Leur demande est de céder le bâtiment au Centre culturel de Notre-Dame-de-Stanbridge pour trois raisons : restaurer et mettre en valeur des œuvres de M. Meloche, véritable trésor artistique et historique, maintenir des activités religieuses pour respecter la vocation spirituelle, puis organiser des activités culturelles et communautaires, favorisant le dynamisme et la transmission du patrimoine.
Devant la peur que l’église, inaugurée en 1878, soit abandonnée ou transformée, l’organisme croit qu’une gestion locale pourrait être la meilleure solution pour préserver le patrimoine et s’ouvrir à la communauté.

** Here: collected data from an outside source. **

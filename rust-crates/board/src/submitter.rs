use crate::{
    BOARD_HEIGHT,
    ledger::{
        Action,
        DEFAULT_CONTRACT_ID,
        FunctionCall,
        METHOD_BUY_TOKENS,
        METHOD_DRAW,
        ONE_NEAR,
        TGAS,
        TransactionRequest,
        TransactionResult,
    },
    reconciler::{
        RefreshHandle,
        RefreshReason,
    },
    session::{
        WalletError,
        WalletErrorKind,
        WalletSession,
    },
    surface::{
        ActivityLevel,
        ControlId,
        ViewSurface,
    },
};
use rand::Rng;
use regex::Regex;
use serde_json::json;
use std::{
    fmt,
    sync::{
        Arc,
        LazyLock,
    },
    time::Duration,
};
use tracing::{
    debug,
    error,
    info,
    warn,
};

pub const ACTION_GAS: u64 = 100 * TGAS;
pub const BUY_DEPOSIT: u128 = ONE_NEAR / 10;
pub const DRAW_COLOR: u32 = 0x00ff00;
pub const DEFAULT_SUBMIT_TIMEOUT: Duration = Duration::from_secs(120);

static CANCELLATION: LazyLock<Option<Regex>> =
    LazyLock::new(|| Regex::new(r"(?i)reject|cancel").ok());

#[derive(Clone, Copy, Debug, Eq, PartialEq)]
pub enum Intent {
    BuyTokens,
    DrawPixel,
}

impl Intent {
    pub fn control(self) -> ControlId {
        match self {
            Intent::BuyTokens => ControlId::Buy,
            Intent::DrawPixel => ControlId::Draw,
        }
    }
}

impl fmt::Display for Intent {
    fn fmt(&self, f: &mut fmt::Formatter<'_>) -> fmt::Result {
        match self {
            Intent::BuyTokens => write!(f, "Buy"),
            Intent::DrawPixel => write!(f, "Draw"),
        }
    }
}

#[derive(Clone, Copy, Debug, Eq, PartialEq)]
pub struct PixelCoordinate {
    pub x: u32,
    pub y: u32,
}

/// Map a value in `[0, height²)` onto the board: column `v mod H`, row
/// `(v / H) mod H`.
pub fn draw_coordinate(value: u64, height: u32) -> PixelCoordinate {
    let height = u64::from(height.max(1));
    PixelCoordinate {
        x: (value % height) as u32,
        y: ((value / height) % height) as u32,
    }
}

pub fn random_draw_value(height: u32) -> u64 {
    let height = u64::from(height.max(1));
    rand::rng().random_range(0..height * height)
}

/// The single action submitted for `intent`. `scalar` only matters for a
/// draw, where it picks the pixel.
pub fn build_action(intent: Intent, scalar: u64, height: u32) -> Action {
    let call = match intent {
        Intent::BuyTokens => FunctionCall {
            method_name: METHOD_BUY_TOKENS.to_string(),
            gas: ACTION_GAS,
            deposit: BUY_DEPOSIT,
            args: json!({}),
        },
        Intent::DrawPixel => {
            let PixelCoordinate { x, y } = draw_coordinate(scalar, height);
            FunctionCall {
                method_name: METHOD_DRAW.to_string(),
                gas: ACTION_GAS,
                deposit: 0,
                args: json!({
                    "pixels": [{ "x": x, "y": y, "color": DRAW_COLOR }]
                }),
            }
        }
    };
    Action::FunctionCall(call)
}

#[derive(Clone, Copy, Debug, Eq, PartialEq)]
pub enum FailureClass {
    Cancelled,
    Failed,
}

/// Structured kind first. Only errors the provider left unclassified fall
/// back to matching the message text.
pub fn classify_failure(err: &WalletError) -> FailureClass {
    match err.kind() {
        WalletErrorKind::UserRejected => FailureClass::Cancelled,
        WalletErrorKind::Unclassified if mentions_cancellation(err.message()) => {
            FailureClass::Cancelled
        }
        _ => FailureClass::Failed,
    }
}

fn mentions_cancellation(message: &str) -> bool {
    CANCELLATION
        .as_ref()
        .is_some_and(|pattern| pattern.is_match(message))
}

#[derive(Clone, Debug, PartialEq, Eq)]
pub enum SubmitOutcome {
    Succeeded(TransactionResult),
    Cancelled(String),
    Failed(String),
    NotSignedIn,
    /// The control was already busy with an earlier submission.
    Busy,
}

/// Holds a control in its busy state until dropped.
struct BusyGuard<'a> {
    surface: &'a ViewSurface,
    control: ControlId,
}

impl<'a> BusyGuard<'a> {
    fn acquire(surface: &'a ViewSurface, control: ControlId) -> Option<Self> {
        surface
            .try_mark_busy(control)
            .then_some(Self { surface, control })
    }
}

impl Drop for BusyGuard<'_> {
    fn drop(&mut self) {
        self.surface.release_busy(self.control);
    }
}

#[derive(Clone, Debug)]
pub struct SubmitterConfig {
    pub contract_id: String,
    pub board_height: u32,
    pub submit_timeout: Duration,
}

impl Default for SubmitterConfig {
    fn default() -> Self {
        Self {
            contract_id: DEFAULT_CONTRACT_ID.to_string(),
            board_height: BOARD_HEIGHT,
            submit_timeout: DEFAULT_SUBMIT_TIMEOUT,
        }
    }
}

#[derive(Clone)]
pub struct ActionSubmitter {
    wallet: Arc<dyn WalletSession>,
    surface: ViewSurface,
    refresh: RefreshHandle,
    config: Arc<SubmitterConfig>,
}

impl ActionSubmitter {
    pub fn new(
        wallet: Arc<dyn WalletSession>,
        surface: ViewSurface,
        refresh: RefreshHandle,
        config: SubmitterConfig,
    ) -> Self {
        Self {
            wallet,
            surface,
            refresh,
            config: Arc::new(config),
        }
    }

    pub async fn submit(&self, intent: Intent) -> SubmitOutcome {
        let Some(signer_id) = self.wallet.account_id() else {
            warn!(%intent, "Not signed in");
            self.surface
                .push_activity(ActivityLevel::Warn, "Not signed in");
            return SubmitOutcome::NotSignedIn;
        };
        let Some(_busy) = BusyGuard::acquire(&self.surface, intent.control()) else {
            debug!(%intent, "submission already in flight");
            return SubmitOutcome::Busy;
        };

        let scalar = random_draw_value(self.config.board_height);
        let request = TransactionRequest {
            signer_id,
            receiver_id: self.config.contract_id.clone(),
            actions: vec![build_action(intent, scalar, self.config.board_height)],
        };

        match self.send(request).await {
            Ok(result) => {
                info!(%intent, %result, "Transaction succeeded");
                self.surface
                    .push_activity(ActivityLevel::Info, format!("{intent}: {result}"));
                self.refresh.request(RefreshReason::TransactionSettled);
                SubmitOutcome::Succeeded(result)
            }
            Err(err) => match classify_failure(&err) {
                FailureClass::Cancelled => {
                    info!(%intent, reason = %err, "User cancelled transaction");
                    self.surface.push_activity(
                        ActivityLevel::Info,
                        format!("{intent} cancelled"),
                    );
                    SubmitOutcome::Cancelled(err.message().to_string())
                }
                FailureClass::Failed => {
                    error!(%intent, kind = ?err.kind(), error = %err, "Transaction failed");
                    self.surface.push_activity(
                        ActivityLevel::Error,
                        format!("{intent} failed: {err}"),
                    );
                    SubmitOutcome::Failed(err.message().to_string())
                }
            },
        }
    }

    async fn send(&self, request: TransactionRequest) -> Result<TransactionResult, WalletError> {
        let timeout = self.config.submit_timeout;
        match tokio::time::timeout(timeout, self.wallet.send_transaction(request)).await {
            Ok(result) => result,
            Err(_) => Err(WalletError::new(
                WalletErrorKind::Timeout,
                format!("no answer from the wallet after {timeout:?}"),
            )),
        }
    }
}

Ainsi, il a lancé une pétition pour alarmer le gestionnaire actuel, l’évêque du Diocèse de Saint-Hyacinthe, Mgr Christian Rodembourg. En date du 4 août, ce sont 627 signatures qui ont été recueillies en ligne. À titre comparatif, la population de Notre-Dame-de-Stanbridge était de 691 habitants lors du dernier recensement, en 2021.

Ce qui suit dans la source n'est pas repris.